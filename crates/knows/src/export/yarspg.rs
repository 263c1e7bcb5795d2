//! YARS-PG term serialization.
//!
//! Nodes render as `(id {"label"}[props])` and edges as
//! `(src)-({"label"}[props])->(dst)`. The RDF variant ignores the graph's own
//! attributes and emits a fixed IRI pair per element, under `# Nodes` and
//! `# Edges` section headers.

use super::property_list::write_property_list;
use crate::error::{GraphError, Result};
use crate::graph::{Edge, Node, PropertyGraph, PropertyMap, LABEL_KEY};
use log::{debug, trace};
use std::fmt::Write;

/// Label carried by every element in RDF mode.
pub const RDF_LABEL: &str = "IRI";

/// Property key holding the IRI in RDF mode.
pub const RDF_VALUE_KEY: &str = "@value";

/// IRI attached to every node in RDF mode.
pub const PERSON_IRI: &str = "https://w3id.org/MON/person.owl#Person";

/// IRI attached to every edge in RDF mode.
pub const FRIEND_OF_IRI: &str = "https://w3id.org/MON/person.owl#friendOf";

const NODES_HEADER: &str = "# Nodes\n";
const EDGES_HEADER: &str = "\n# Edges\n";

/// Where element labels and properties come from.
#[derive(Debug, Clone, Copy, PartialEq, Eq, Hash)]
pub enum AttributeSource {
    /// The element's own attribute map
    Graph,
    /// The fixed RDF IRI pair, regardless of graph content
    RdfOverride,
}

/// How node and edge terms are assembled into a document.
#[derive(Debug, Clone, Copy, PartialEq, Eq, Hash)]
pub enum Layout {
    /// All terms newline-joined, nodes first
    Flat,
    /// `# Nodes` and `# Edges` sections
    Sectioned,
}

/// Renders a [`PropertyGraph`] as a YARS-PG document.
#[derive(Debug, Clone, Copy, PartialEq, Eq, Hash)]
pub struct YarsPgSerializer {
    /// Attribute selection rule
    pub source: AttributeSource,
    /// Document layout
    pub layout: Layout,
}

impl YarsPgSerializer {
    /// Plain YARS-PG: real attributes, flat document.
    pub const STANDARD: Self = Self {
        source: AttributeSource::Graph,
        layout: Layout::Flat,
    };

    /// YARS-PG RDF: fixed IRI attributes, sectioned document.
    pub const RDF: Self = Self {
        source: AttributeSource::RdfOverride,
        layout: Layout::Sectioned,
    };

    /// Create a serializer from its two switches.
    pub fn new(source: AttributeSource, layout: Layout) -> Self {
        Self { source, layout }
    }

    /// Render the whole graph into a new string.
    pub fn render(&self, graph: &PropertyGraph) -> Result<String> {
        let mut out = String::new();
        self.render_to(graph, &mut out)?;
        Ok(out)
    }

    /// Render the whole graph into `out`.
    ///
    /// # Errors
    ///
    /// Returns [`GraphError::Formatting`] if the sink rejects a write.
    pub fn render_to<W: Write>(&self, graph: &PropertyGraph, out: &mut W) -> Result<()> {
        debug!(
            "Rendering YARS-PG ({:?}, {:?}): {} nodes, {} edges",
            self.source,
            self.layout,
            graph.node_count(),
            graph.edge_count()
        );

        let (node_override, edge_override) = match self.source {
            AttributeSource::Graph => (None, None),
            AttributeSource::RdfOverride => (
                Some(rdf_attributes(PERSON_IRI)),
                Some(rdf_attributes(FRIEND_OF_IRI)),
            ),
        };

        let sectioned = self.layout == Layout::Sectioned;
        if sectioned {
            write_literal(out, NODES_HEADER)?;
        }

        let mut first = true;
        for node in graph.nodes() {
            if !first {
                write_literal(out, "\n")?;
            }
            first = false;
            let attributes = node_override.as_ref().unwrap_or(&node.properties);
            write_node_term(out, node, attributes)?;
            trace!("Rendered node {}", node.id);
        }

        if sectioned {
            write_literal(out, EDGES_HEADER)?;
            first = true;
        }

        for edge in graph.edges() {
            if !first {
                write_literal(out, "\n")?;
            }
            first = false;
            let attributes = edge_override.as_ref().unwrap_or(&edge.properties);
            write_edge_term(out, edge, attributes)?;
            trace!("Rendered edge {} -> {}", edge.source, edge.target);
        }

        Ok(())
    }
}

impl Default for YarsPgSerializer {
    fn default() -> Self {
        Self::STANDARD
    }
}

/// The fixed attribute pair used in RDF mode.
pub fn rdf_attributes(iri: &str) -> PropertyMap {
    PropertyMap::new()
        .with(LABEL_KEY, RDF_LABEL)
        .with(RDF_VALUE_KEY, iri)
}

/// Format a single node term using `attributes` for its label and properties.
pub fn node_term(node: &Node, attributes: &PropertyMap) -> Result<String> {
    let mut out = String::new();
    write_node_term(&mut out, node, attributes)?;
    Ok(out)
}

/// Format a single edge term using `attributes` for its label and properties.
pub fn edge_term(edge: &Edge, attributes: &PropertyMap) -> Result<String> {
    let mut out = String::new();
    write_edge_term(&mut out, edge, attributes)?;
    Ok(out)
}

fn write_node_term<W: Write>(out: &mut W, node: &Node, attributes: &PropertyMap) -> Result<()> {
    write!(out, "({} {{\"{}\"}}[", node.id, attributes.label())
        .map_err(|_| GraphError::formatting(LABEL_KEY))?;
    write_property_list(out, attributes, LABEL_KEY)?;
    write_literal(out, "])")
}

fn write_edge_term<W: Write>(out: &mut W, edge: &Edge, attributes: &PropertyMap) -> Result<()> {
    write!(out, "({})-({{\"{}\"}}[", edge.source, attributes.label())
        .map_err(|_| GraphError::formatting(LABEL_KEY))?;
    write_property_list(out, attributes, LABEL_KEY)?;
    write!(out, "])->({})", edge.target).map_err(|_| GraphError::formatting(LABEL_KEY))
}

fn write_literal<W: Write>(out: &mut W, text: &str) -> Result<()> {
    out.write_str(text)
        .map_err(|_| GraphError::formatting(LABEL_KEY))
}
****************
Which of the lines in the material above contain "mode"? Copy each one out.

/// Label carried by every element in RDF mode.
/// Property key holding the IRI in RDF mode.
/// IRI attached to every node in RDF mode.
/// IRI attached to every edge in RDF mode.
/// The fixed attribute pair used in RDF mode.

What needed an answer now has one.